I’m going to be spending some time in France in a few months, so I’ve decided to brush up on my French language skills.  Actually, calling them “skills” isn’t quite accurate — unless the meaning of “skills” can be stretched to include a capability that really doesn’t exist.  I can read a little French, and I remember that jambon means ham, but that’s really about as far as it goes.

IMG_4898I took French in junior high school, in high school, and at OSU until I met my language requirements.  Despite these years of patient instruction, I never moved past the most basic levels.  Not surprisingly, my French class memories don’t involve having rapid-fire conversations with proud and dazzled teachers.  Instead, I remember trying to get some “extra credit” by helping my high school French teacher decorate her classroom for Christmas.  To my befuddlement, she wanted me to hang up the letters of the alphabet.  After I did so, she asked me if I got the reference.  When  gave her a confused look in response, she gestured at the letters, barked out a short Gallic laugh, and said “No L!”  I shrugged at this weak example of French humor, then remembered that sophisticates in that country considered Jerry Lewis a genius.

In college, our pleasant if somewhat beefy French instructor wanted to give the class an example of the importance of precise pronunciation.  She explained that, during a recent visit to Paris, she was being pestered by a beret-wearing, cigarette-smoking man.  She meant to dismiss him with a gruff cochon, which means pig, but instead she said couchons, which unfortunately suggested a desire to do the horizontal bop.  She then barked out a short Gallic laugh as the members of the class snickered at her embarrassing predicament.  The only other things I remember from my college French classes are that we students thought mangez mes sous-vetements, which means “eat my shorts,” was a hilarious insult even though the exasperated teacher pointed out that the French never use that phrase, and we also put n’est ce pas? at the end of every conceivable statement because it at least ended our halting sentences with a smooth closing.

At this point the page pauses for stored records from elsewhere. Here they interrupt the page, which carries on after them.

//! HTTP front end for the render authority.
//!
//! ## Endpoints
//!
//! - `POST <route>` (default `/partials`): render a batch
//! - `GET /health`: liveness check

use super::RenderAuthority;
use crate::config::AuthorityConfig;
use crate::dispatch::wire::{RenderRequest, RenderResponse};
use crate::error::{ErrorCode, RefreshError};
use axum::Router;
use axum::body::Bytes;
use axum::extract::State;
use axum::http::StatusCode;
use axum::response::{IntoResponse, Json};
use axum::routing::{get, post};
use std::net::SocketAddr;
use std::sync::Arc;
use tokio::net::TcpListener;
use tokio::task::JoinHandle;
use tracing::{info, warn};

/// Render authority served over HTTP in a background task.
pub struct AuthorityServer {
    addr: SocketAddr,
    route: String,
    handle: JoinHandle<()>,
}

impl AuthorityServer {
    /// Bind to `{config.host}:{config.port}` (port `0` auto-assigns) and
    /// start serving.
    ///
    /// # Errors
    ///
    /// Returns an error if the TCP listener cannot bind.
    pub async fn start(
        authority: Arc<RenderAuthority>,
        config: &AuthorityConfig,
    ) -> crate::error::Result<Self> {
        let app = router(authority, &config.route);

        let bind_addr = format!("{}:{}", config.host, config.port);
        let listener = TcpListener::bind(&bind_addr)
            .await
            .map_err(|e| RefreshError::Network(format!("authority bind failed: {e}")))?;
        let addr = listener
            .local_addr()
            .map_err(|e| RefreshError::Network(format!("failed to get local addr: {e}")))?;

        info!("render authority listening on http://{addr}{}", config.route);

        let handle = tokio::spawn(async move {
            if let Err(e) = axum::serve(listener, app).await {
                tracing::error!("render authority server error: {e}");
            }
        });

        Ok(Self {
            addr,
            route: config.route.clone(),
            handle,
        })
    }

    pub fn addr(&self) -> SocketAddr {
        self.addr
    }

    pub fn port(&self) -> u16 {
        self.addr.port()
    }

    /// Full URL of the render route.
    pub fn url(&self) -> String {
        format!("http://{}{}", self.addr, self.route)
    }

    /// Abort the server task.
    pub fn shutdown(&self) {
        self.handle.abort();
    }
}

impl Drop for AuthorityServer {
    fn drop(&mut self) {
        self.handle.abort();
    }
}

/// Router exposing the authority at `route`.
pub fn router(authority: Arc<RenderAuthority>, route: &str) -> Router {
    Router::new()
        .route(route, post(handle_render))
        .route("/health", get(handle_health))
        .with_state(authority)
}

async fn handle_health() -> impl IntoResponse {
    Json(serde_json::json!({ "status": "ok" }))
}

async fn handle_render(
    State(authority): State<Arc<RenderAuthority>>,
    body: Bytes,
) -> impl IntoResponse {
    let request: RenderRequest = match serde_json::from_slice(&body) {
        Ok(r) => r,
        Err(e) => {
            warn!(error = %e, "malformed render batch");
            return (
                StatusCode::BAD_REQUEST,
                Json(RenderResponse::error(ErrorCode::MalformedPartials)),
            );
        }
    };
    let response = authority.process(request);
    let status = match &response {
        RenderResponse::Error { error } => status_for(*error),
        RenderResponse::Contents { .. } => StatusCode::OK,
    };
    (status, Json(response))
}

fn status_for(code: ErrorCode) -> StatusCode {
    match code {
        ErrorCode::CustomizeNotAllowed => StatusCode::FORBIDDEN,
        _ => StatusCode::BAD_REQUEST,
    }
}

#[cfg(test)]
mod tests {
    use super::*;

    #[test]
    fn auth_statuses() {
        assert_eq!(status_for(ErrorCode::BadNonce), StatusCode::BAD_REQUEST);
        assert_eq!(status_for(ErrorCode::CustomizeNotAllowed), StatusCode::FORBIDDEN);
        assert_eq!(status_for(ErrorCode::MissingPartials), StatusCode::BAD_REQUEST);
    }
}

So, trying to get up to speed on French in a few months is probably futile — especially since studies indicate that trying to acquire new language skills becomes more difficult with age.  I’m going to try anyway.  I’ve reserved some French language instruction CDs from the library and am going to listen to them on our morning walks.  I’m starting with French for Dummies.  The title is a bit insulting — but it’s probably accurate, n’est ce pas?